Desde chica, la muerte fue un tema muy atractivo para mí.
No le tengo miedo a mi muerte, para nada.
Obviamente, como todos los mortales, sí le temo a la de mis seres queridos, y a cualquier tipo de sufrimiento.
Pero en sí, tener miedo de morir, me pasó una sola vez cuando era chica: escuchaba las noticias de la guerra del Golfo y me imaginaba que nos iban a venir a bombardear a nosotros e iban a hacer volar la Esso y chau buena vida.
Era chica, repito, no sabía ni entendía una goma.
Con el correr del tiempo, le perdí el miedo a mi propia muerte. De hecho, tampoco la pienso ni es algo que me ocupe la cabeza.
Tengo pánico, si -y debe ser en compensación del miedo que por mí no tengo- de que me falte la gente que amo. De que sufran.

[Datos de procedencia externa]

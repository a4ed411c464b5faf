//! 审计日志：每次运行一个文件，按行追加带时间戳与级别的记录。
//!
//! 行格式：`[DD/MM/YYYY:HH:MM:SS] <SEVERITY> <message>`。

use chrono::{DateTime, Local, NaiveDateTime};
use std::fmt;
use std::io;
use std::path::{Path, PathBuf};
use std::str::FromStr;
use tokio::fs::{self, File, OpenOptions};
use tokio::io::AsyncWriteExt;
use tokio::sync::Mutex;
use tracing::{error, info, warn};

pub const TIMESTAMP_FORMAT: &str = "%d/%m/%Y:%H:%M:%S";
const FILE_NAME_FORMAT: &str = "%d%m%Y%H%M%S";

#[derive(Clone, Copy, Debug, PartialEq, Eq)]
pub enum Severity {
    Info,
    Warning,
    Error,
}

impl Severity {
    pub fn as_str(self) -> &'static str {
        match self {
            Severity::Info => "INFO",
            Severity::Warning => "WARNING",
            Severity::Error => "ERROR",
        }
    }
}

impl fmt::Display for Severity {
    fn fmt(&self, f: &mut fmt::Formatter<'_>) -> fmt::Result {
        f.write_str(self.as_str())
    }
}

impl FromStr for Severity {
    type Err = ();

    fn from_str(value: &str) -> Result<Self, Self::Err> {
        match value {
            "INFO" => Ok(Severity::Info),
            "WARNING" => Ok(Severity::Warning),
            "ERROR" => Ok(Severity::Error),
            _ => Err(()),
        }
    }
}

#[derive(Clone, Debug, PartialEq, Eq)]
pub struct LogEntry {
    pub timestamp: NaiveDateTime,
    pub severity: Severity,
    pub message: String,
}

impl LogEntry {
    /// 解析一行审计日志；格式不符时返回 `None`。
    pub fn parse(line: &str) -> Option<Self> {
        let rest = line.strip_prefix('[')?;
        let (timestamp, rest) = rest.split_once("] ")?;
        let timestamp = NaiveDateTime::parse_from_str(timestamp, TIMESTAMP_FORMAT).ok()?;
        let (severity, message) = match rest.split_once(' ') {
            Some((severity, message)) => (severity, message),
            None => (rest, ""),
        };
        Some(Self {
            timestamp,
            severity: severity.parse().ok()?,
            message: message.to_string(),
        })
    }
}

impl fmt::Display for LogEntry {
    fn fmt(&self, f: &mut fmt::Formatter<'_>) -> fmt::Result {
        write!(
            f,
            "[{}] {} {}",
            self.timestamp.format(TIMESTAMP_FORMAT),
            self.severity,
            self.message
        )
    }
}

/// 追加写入的审计日志，所有请求共享同一实例。
#[derive(Debug)]
pub struct AuditLog {
    path: PathBuf,
    file: Mutex<File>,
}

impl AuditLog {
    /// 在 `logs_dir` 下创建以启动时间命名的日志文件。
    pub async fn create(logs_dir: &Path, started: DateTime<Local>) -> io::Result<Self> {
        fs::create_dir_all(logs_dir).await?;
        let path = logs_dir.join(format!("{}.txt", started.format(FILE_NAME_FORMAT)));
        let file = OpenOptions::new()
            .create(true)
            .append(true)
            .open(&path)
            .await?;
        Ok(Self {
            path,
            file: Mutex::new(file),
        })
    }

    pub fn path(&self) -> &Path {
        &self.path
    }

    /// 写入一行记录。时间戳在持锁期间生成，保证文件内时间单调不减。
    pub async fn record(&self, severity: Severity, message: &str) -> io::Result<()> {
        let message = single_line(message);
        match severity {
            Severity::Info => info!(target: "audit", "{message}"),
            Severity::Warning => warn!(target: "audit", "{message}"),
            Severity::Error => error!(target: "audit", "{message}"),
        }

        let mut file = self.file.lock().await;
        let entry = LogEntry {
            timestamp: Local::now().naive_local(),
            severity,
            message,
        };
        file.write_all(format!("{entry}\n").as_bytes()).await?;
        file.flush().await
    }

    /// 写入记录；失败只记录到诊断日志，不影响调用方。
    pub async fn log(&self, severity: Severity, message: &str) {
        if let Err(err) = self.record(severity, message).await {
            error!(error = %err, path = ?self.path, "audit log write failed");
        }
    }

    pub async fn info(&self, message: &str) {
        self.log(Severity::Info, message).await;
    }

    pub async fn warning(&self, message: &str) {
        self.log(Severity::Warning, message).await;
    }

    pub async fn error(&self, message: &str) {
        self.log(Severity::Error, message).await;
    }

    /// 读回全部记录，忽略无法解析的行。
    pub async fn read_entries(&self) -> io::Result<Vec<LogEntry>> {
        let _guard = self.file.lock().await;
        let content = fs::read_to_string(&self.path).await?;
        Ok(content.lines().filter_map(LogEntry::parse).collect())
    }
}

fn single_line(message: &str) -> String {
    message.trim().replace(['\r', '\n'], " ")
}

#[cfg(test)]
mod tests {
    use super::*;
    use chrono::TimeZone;
    use tempfile::tempdir;

    #[tokio::test]
    async fn file_is_named_by_start_time() {
        let temp = tempdir().expect("tempdir");
        let started = Local.with_ymd_and_hms(2024, 3, 9, 14, 5, 7).unwrap();
        let audit = AuditLog::create(&temp.path().join("logs"), started)
            .await
            .expect("create");
        assert_eq!(
            audit.path().file_name().unwrap().to_string_lossy(),
            "09032024140507.txt"
        );
        assert!(audit.path().exists());
    }

    #[tokio::test]
    async fn lines_follow_the_audit_format() {
        let temp = tempdir().expect("tempdir");
        let audit = AuditLog::create(temp.path(), Local::now())
            .await
            .expect("create");
        audit.info("GET 10.10.14.2:51234 (/)").await;
        audit.error("  upload failed\nsecond line  ").await;

        let content = std::fs::read_to_string(audit.path()).unwrap();
        let lines: Vec<_> = content.lines().collect();
        assert_eq!(lines.len(), 2);
        assert!(lines[0].starts_with('['));
        assert!(lines[0].ends_with("] INFO GET 10.10.14.2:51234 (/)"));
        assert!(lines[1].ends_with("] ERROR upload failed second line"));
        // `[DD/MM/YYYY:HH:MM:SS]` 固定 21 个字符。
        assert_eq!(lines[0].find(']'), Some(20));
    }

    #[tokio::test]
    async fn entries_read_back_in_order() {
        let temp = tempdir().expect("tempdir");
        let audit = AuditLog::create(temp.path(), Local::now())
            .await
            .expect("create");
        audit.info("first").await;
        audit.warning("second").await;
        audit.error("third").await;

        let entries = audit.read_entries().await.expect("read");
        let summary: Vec<_> = entries
            .iter()
            .map(|entry| (entry.severity, entry.message.as_str()))
            .collect();
        assert_eq!(
            summary,
            vec![
                (Severity::Info, "first"),
                (Severity::Warning, "second"),
                (Severity::Error, "third"),
            ]
        );
        assert!(entries.windows(2).all(|w| w[0].timestamp <= w[1].timestamp));
    }

    #[test]
    fn parse_rejects_foreign_lines() {
        assert!(LogEntry::parse("not a log line").is_none());
        assert!(LogEntry::parse("[31/12/2024:23:59:59] DEBUG hi").is_none());
        let entry = LogEntry::parse("[31/12/2024:23:59:59] WARNING path escape").unwrap();
        assert_eq!(entry.severity, Severity::Warning);
        assert_eq!(entry.message, "path escape");
        assert_eq!(entry.to_string(), "[31/12/2024:23:59:59] WARNING path escape");
    }
}
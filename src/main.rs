//! HermesDrop server binary.
//!
//! Serves a directory over HTTP, accepts raw-body uploads, records every
//! request in a per-run audit log, and hands the terminal to an operator
//! console while the listener runs in the background.

mod atomic;
mod audit;
mod background;
mod config;
mod console;
mod dispatch;
mod error;
mod fetch;
mod http;
mod interfaces;
mod listing;
mod locking;
mod logging;
mod naming;
mod storage;
mod upload;

use axum::extract::connect_info::ConnectInfo;
use axum::http::Request;
use axum_server::Handle;
use chrono::Local;
use clap::Parser;
use shadow_rs::shadow;
use std::io;
use std::net::{IpAddr, SocketAddr};
use std::path::Path;
use std::sync::Arc;
use std::time::Duration;
use tokio::fs;
use tokio::signal;
use tower_http::trace::{DefaultOnRequest, DefaultOnResponse, TraceLayer};
use tracing::{Level, error, info, info_span};

use crate::audit::AuditLog;
use crate::background::spawn_background_tasks;
use crate::config::{Args, ConsoleMode, SHUTDOWN_GRACE_SECS};
use crate::console::Console;
use crate::dispatch::ResponseOptions;
use crate::storage::Storage;
use crate::upload::{FileStore, UploadConfig, audit_uploads_location};

shadow!(build);

/// Starts the server and blocks until the console exits or a signal arrives.
#[tokio::main]
async fn main() -> Result<(), io::Error> {
    logging::init_logging();

    let args = Args::parse();
    let started = Local::now();

    let host = match args.interface.as_deref() {
        Some(name) => interfaces::resolve_interface(name)
            .map_err(|err| startup_error("cannot use interface", name, err))?,
        None => args.bind.parse::<IpAddr>().map_err(|err| {
            io::Error::new(
                io::ErrorKind::InvalidInput,
                format!("invalid bind address {}: {err}", args.bind),
            )
        })?,
    };
    let storage = Arc::new(
        Storage::open(&args.files_dir)
            .await
            .map_err(|err| {
                startup_error("cannot prepare serving directory", &args.files_dir, err)
            })?,
    );
    let uploads_dir = prepare_dir(&args.uploads_dir).await?;
    let audit = Arc::new(
        AuditLog::create(Path::new(&args.logs_dir), started)
            .await
            .map_err(|err| startup_error("cannot create audit log in", &args.logs_dir, err))?,
    );
    audit_uploads_location(&storage, &uploads_dir, &audit).await;

    let addr = SocketAddr::new(host, args.port);
    let listener = std::net::TcpListener::bind(addr)
        .and_then(|listener| listener.set_nonblocking(true).map(|_| listener))
        .map_err(|err| startup_error("cannot bind", &addr.to_string(), err))?;

    let store = Arc::new(FileStore::new(args.collision));
    let upload_config = Arc::new(UploadConfig {
        dir: uploads_dir.clone(),
        max_size: args.upload_max_size,
    });
    let options = ResponseOptions {
        verbose_errors: !args.quiet_errors,
        request_timeout: Duration::from_secs(args.request_timeout_secs),
    };

    let app = dispatch::router(
        storage.clone(),
        store.clone(),
        upload_config,
        audit.clone(),
        options,
    )
    .layer(
        TraceLayer::new_for_http()
            .make_span_with(|request: &Request<_>| {
                let client_addr = request
                    .extensions()
                    .get::<ConnectInfo<SocketAddr>>()
                    .map(|ConnectInfo(addr)| addr.to_string())
                    .unwrap_or_else(|| "unknown".to_string());

                info_span!(
                    env!("CARGO_CRATE_NAME"),
                    client_addr,
                    method = ?request.method(),
                    path = ?request.uri().path(),
                )
            })
            .on_request(DefaultOnRequest::new().level(Level::DEBUG))
            .on_response(DefaultOnResponse::new().level(Level::DEBUG)),
    );

    let base_url = http::base_url(
        &http::advertise_host(host, args.advertise_host.as_deref()),
        args.port,
    );
    let client = fetch::build_client().map_err(io::Error::other)?;
    let console = Console::new(
        storage.clone(),
        store,
        audit.clone(),
        client,
        base_url.clone(),
    );

    info!("🚀 Serving {:?} at {}", storage.root_path(), addr);
    info!("📥 Uploads go to {:?}", uploads_dir);
    info!("📝 Audit log {:?}", audit.path());
    audit
        .info(&format!("Server started on {addr} ({base_url})"))
        .await;

    let handle = Handle::new();
    let mut server = tokio::spawn(
        axum_server::from_tcp(listener)
            .handle(handle.clone())
            .serve(app.into_make_service_with_connect_info::<SocketAddr>()),
    );
    spawn_background_tasks(
        vec![uploads_dir, storage.root_path().to_path_buf()],
        Duration::from_secs(args.temp_ttl_secs),
    );

    tokio::select! {
        result = &mut server => {
            return result.map_err(io::Error::other)?;
        }
        result = run_console(args.mode, &console) => result?,
        _ = shutdown_signal() => {
            audit.info("Server exit").await;
        }
    }

    handle.graceful_shutdown(Some(Duration::from_secs(SHUTDOWN_GRACE_SECS)));
    server.await.map_err(io::Error::other)?
}

async fn run_console(mode: ConsoleMode, console: &Console) -> io::Result<()> {
    match mode {
        ConsoleMode::Shell => {
            console::run_shell(console, console::stdin_reader(), tokio::io::stdout()).await
        }
        ConsoleMode::Menu => {
            console::run_menu(console, console::stdin_reader(), tokio::io::stdout()).await
        }
        ConsoleMode::Headless => std::future::pending().await,
    }
}

async fn prepare_dir(dir: &str) -> io::Result<std::path::PathBuf> {
    fs::create_dir_all(dir)
        .await
        .map_err(|err| startup_error("cannot create directory", dir, err))?;
    fs::canonicalize(dir)
        .await
        .map_err(|err| startup_error("cannot resolve directory", dir, err))
}

fn startup_error(context: &str, subject: &str, err: io::Error) -> io::Error {
    error!(subject, error = %err, "{context}");
    io::Error::new(err.kind(), format!("{context} {subject}: {err}"))
}

async fn shutdown_signal() {
    let ctrl_c = async {
        signal::ctrl_c()
            .await
            .expect("failed to install Ctrl+C handler");
    };

    #[cfg(unix)]
    let terminate = async {
        signal::unix::signal(signal::unix::SignalKind::terminate())
            .expect("failed to install signal handler")
            .recv()
            .await;
    };

    #[cfg(not(unix))]
    let terminate = std::future::pending::<()>();

    tokio::select! {
        _ = ctrl_c => {},
        _ = terminate => {},
    }

    info!("Received termination signal shutting down");
}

De no poder hacer nada por ellos en alguna situación extrema.
Y yo amo con fiereza, con todo lo que soy, doy todo lo que tengo.
Y saber que aún así se van a ir, que yo no voy a poder frenar ningún proceso, que todo es inevitable, eso sí me atormenta.
Igual pueden pasar años sin que retome el tema en mi cabeza, es una cuestión que me volvió ahora, porque me atraen los cementerios y anduve sacando un par de fotos por ahí, husmeando adónde termina la materia...
En fin, también puedo disimular perfectamente, cuando alguien está mal, cuánto me afecta, y cuánto quisiera tener un polvito mágico que arregle todo.
Puedo disimular un poco, así, en vida, cuánto me mueven el alma algunas personas.
Hasta que me doy cuenta de eso: que esto es la vida, y que disimular es una pérdida de tiempo.
Nada mejor que decirle a las personas indicadas, que no querés que te falten nunca, nunca más.
Ni en esta vida, ni en ninguna otra.